Syringophilopsis euphonicus sp. n. belongs to the elongatus species-group [6]. Within this group, it is morphologically similar to S. nucifragus Skoracki, 2011, which has been recorded from the Spotted Nutcracker Nucifraga caryocatactes (Linnaeus) (Passeriformes: Corvidae) from Europe [6]. In females of both species, setae vi are shorter than 160 µm, the hysteronotal shields are absent, and agenital setae ag2 are distinctly longer (3–4 times) than genital setae (g1 and g2). The new species, S. euphonicus sp. n., can be distinguished by the following features: in females of S. euphonicus sp. n., the hypostomal apex is ornamented with a single pair of small and sharp-ended protuberances; the length of setae vi is 90–95 µm; the coxal fields I–II are sparsely punctate, while III–IV are densely punctate. In contrast, in females of S. nucifragus, the hypostomal apex is ornamented with two pairs of short protuberances; the length of setae vi is 150–200 µm; all coxal fields are apunctate. Furthermore, S. euphonicus sp. n. can be easily distinguished from other Syringophilopsis species parasitising fringillid birds, such as S. kirgizorum and S. fringillae, by the length of setae f1 and h1. In females of S. euphonicus sp. n., setae f1 and h1 are long, exceeding 250 µm; in S. kirgizorum, setae f1 and h1 measure only 80 µm; in S. fringillae, setae f1 are 185–190 µm long while setae h1 measure 340–350 µm.

Etymology

The species name “euphonicus” is taken from the generic name of the hosts.

3.1.3. Syringophiloidus stawarczyki Skoracki, 2004

This species was previously recorded on Euphoninae host, the Golden-rumped Euphonia Chlorophonia cyanocephala in Brazil [14], and two hosts from the family Thraupidae: the White-lined Tanager Tachyphonus rufus (Boddaert) and the Blue Dacnis Dacnis cayana (Linnaeus).
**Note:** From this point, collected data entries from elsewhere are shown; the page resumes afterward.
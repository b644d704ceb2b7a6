//! KERN Core Types
//!
//! This crate provides the foundational types of the KERN execution-provider
//! layer: dense and sparse tensors, device descriptors, and the allocator and
//! data-transfer abstractions that the provider and converter crates build on.
//!
//! ## Architecture
//!
//! - **Types**: data types, devices, memory descriptors, and the
//!   `TensorAllocator` / `DataTransfer` traits consumed by providers
//! - **Tensor**: host-representable dense tensors with fixed-width or string
//!   elements, resident on exactly one device
//! - **Sparse**: COO and CSR sparse tensors sharing the dense tensor's value
//!   storage model
//!
//! ## Example
//!
//! ```rust
//! use kern_core::{DataType, Tensor};
//!
//! let t = Tensor::from_slice(&[0.0f32, 5.0, 0.0, 3.0, 0.0, 7.0], vec![2, 3])?;
//! assert_eq!(t.dtype(), DataType::F32);
//! assert_eq!(t.numel(), 6);
//! # Ok::<(), kern_core::CoreError>(())
//! ```

#![deny(missing_docs)]
#![warn(clippy::all)]

pub mod error;
pub mod logging;
pub mod sparse;
pub mod tensor;
pub mod types;

pub use error::{CoreError, Result};
pub use sparse::{CooView, CsrView, SparseFormat, SparseTensor};
pub use tensor::{Element, Tensor, TensorData};
pub use types::{
    DataTransfer, DataType, Device, DeviceKind, MemoryInfo, MemoryType, TensorAllocator,
    TensorBuffer,
};
//! Error types for core operations.

use crate::types::{DataType, Device};
use thiserror::Error;

/// Result type for core operations.
pub type Result<T> = std::result::Result<T, CoreError>;

/// Errors produced by core tensor and type operations.
#[derive(Error, Debug)]
pub enum CoreError {
    /// A caller-supplied argument was rejected.
    #[error("Invalid argument: {0}")]
    InvalidArgument(String),

    /// Element type of a tensor did not match what the operation requires.
    #[error("Data type mismatch: expected {expected:?}, got {got:?}")]
    TypeMismatch {
        /// Type the operation requires.
        expected: DataType,
        /// Type the tensor actually carries.
        got: DataType,
    },

    /// An operation required the tensor to live on a different device.
    #[error("Device mismatch: expected {expected}, got {got}")]
    DeviceMismatch {
        /// Device the operation requires.
        expected: Device,
        /// Device the tensor actually resides on.
        got: Device,
    },

    /// Buffer length inconsistent with the declared shape and element type.
    #[error("Storage size mismatch: shape {shape:?} with {dtype:?} needs {expected} bytes, got {got}")]
    StorageSize {
        /// Declared tensor shape.
        shape: Vec<usize>,
        /// Declared element type.
        dtype: DataType,
        /// Bytes the shape requires.
        expected: usize,
        /// Bytes actually supplied.
        got: usize,
    },

    /// Backing memory could not be obtained.
    #[error("Allocation failed: {0}")]
    Allocation(String),
}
Below, we present eight newly identified host species for this quill mite belonging to the Chlorophonia and Euphonia genera.

New Material Examined

Ex Blue-naped Chlorophonia Chlorophonia cyanea (Thunberg) (host uncatalogued); Brazil: Rio de Janeiro State, Rio de Janeiro, 20 July 1818, coll. J. Hatterer—fifteen females and one male deposited in the SNSB-ZSM (reg. no. ZSMA20250015), five females and one male in the AMU (reg. no. MS-24-1025-009). From the same host species (host reg. no. SNSB-ZSM 09/2278); Colombia: Bogotá D.C., Bogota, 1896, coll. C. Dalmas—six females deposited in the SNSB-ZSM (reg. no. ZSMA20250016), six females and one male in the AMU (reg. no. MS-24-1025-011).
Ex Velvet-fronted Euphonia Euphonia concinna (Sclater) (host reg. no. SNSB-ZSM 15.933); Colombia: Bogotá D.C., Bogota, no other data—ten females and one male deposited in the SNSB-ZSM (reg. no. ZSMA20250017), six females and one male in the AMU (reg. no. MS-24-1025-022).
Ex White-lored Euphonia Euphonia chrysopasta (Sclater & Salvin) (host reg. no. SNSB-ZSM 09.2363); Venezuela: Bolívar State, Río Caura, November 1897, coll. E. Andre—six females deposited in the SNSB-ZSM (reg. no. ZSMA20250018) and two females in the AMU (reg. no. MS-24-1025-042). From the same host species (host reg. no. SNSB-ZSM 27.1850); Bolivia: Santa Cruz Province, Buena Vista, August 1926, coll. M. Kiefer—ten females deposited in the SNSB-ZSM (reg. no. ZSMA20250019), seven females and one male in the AMU (reg. no. MS-24-1025-039). From the same host species (host reg. no. SNSB-ZSM 27.1849) and other data—two females deposited in the AMU (reg. no. MS-24-1025-040).
Ex Violaceous Euphonia Euphonia violacea (Linnaeus) (host reg. no. SNSB-ZSM 09.2373); Trinidad and Tobago: Trinidad Island, Santa Cruz, January 1897, coll. R. de Dalmas—four females deposited in the SNSB-ZSM (reg. no. ZSMA20250020) and two females in the AMU (reg. no. MS-24-1025-026).
Ex Thick-billed Euphonia Euphonia laniirostris (d’Orbigny & Lafresnaye) (host reg. no. SNSB-ZSM 09.2335); Venezuela: Sucre state, hills between Bermúdez and Cumaná, March 1897, coll. E. Andre—five females and one male deposited in the SNSB-ZSM (reg. no. ZSMA20250021), four females and two males in the (reg. no. MS-24-1025-031).
Ex Purple-throated Euphonia Euphonia chlorotica (Linnaeus) (host reg. no. SNSB-ZSM 32.1013); Paraguay: Apa Highlands (Apa Bergland) near Serranía San Luis National Park, Department of Concepción, 18 September 1931, coll. M. Kiefer—ten females and one male deposited in the SNSB-ZSM (reg. no. ZSMA20250022), four females and two males in the AMU (reg. no. MS-24-1025-020).
Ex Golden-rumped Euphonia Chlorophonia cyanocephala (Vieillot) (host reg. no. SNSB-ZSM 36.109); Paraguay: Dept. Itapúa, Cambyretá, 14 July 1936, coll. A. Neunteufel—ten females deposited in the SNSB-ZSM (reg. no. ZSMA20250023), eight females and one male in the AMU (reg. no. MS-24-1025-038). From the same host species (host reg. no. SNSB-ZSM 09/2316); Colombia: Bogotá D.C., Bogota, 1896, no other data—three females and one male deposited in the SNSB-ZSM (reg. no. ZSMA20250024), two females and one male (reg. no. MS-24-1025-036). From the same host species (host reg. no. SNSB-ZSM 09/2313) and other data—one female deposited in the AMU (reg. no. MS-24-1025-035).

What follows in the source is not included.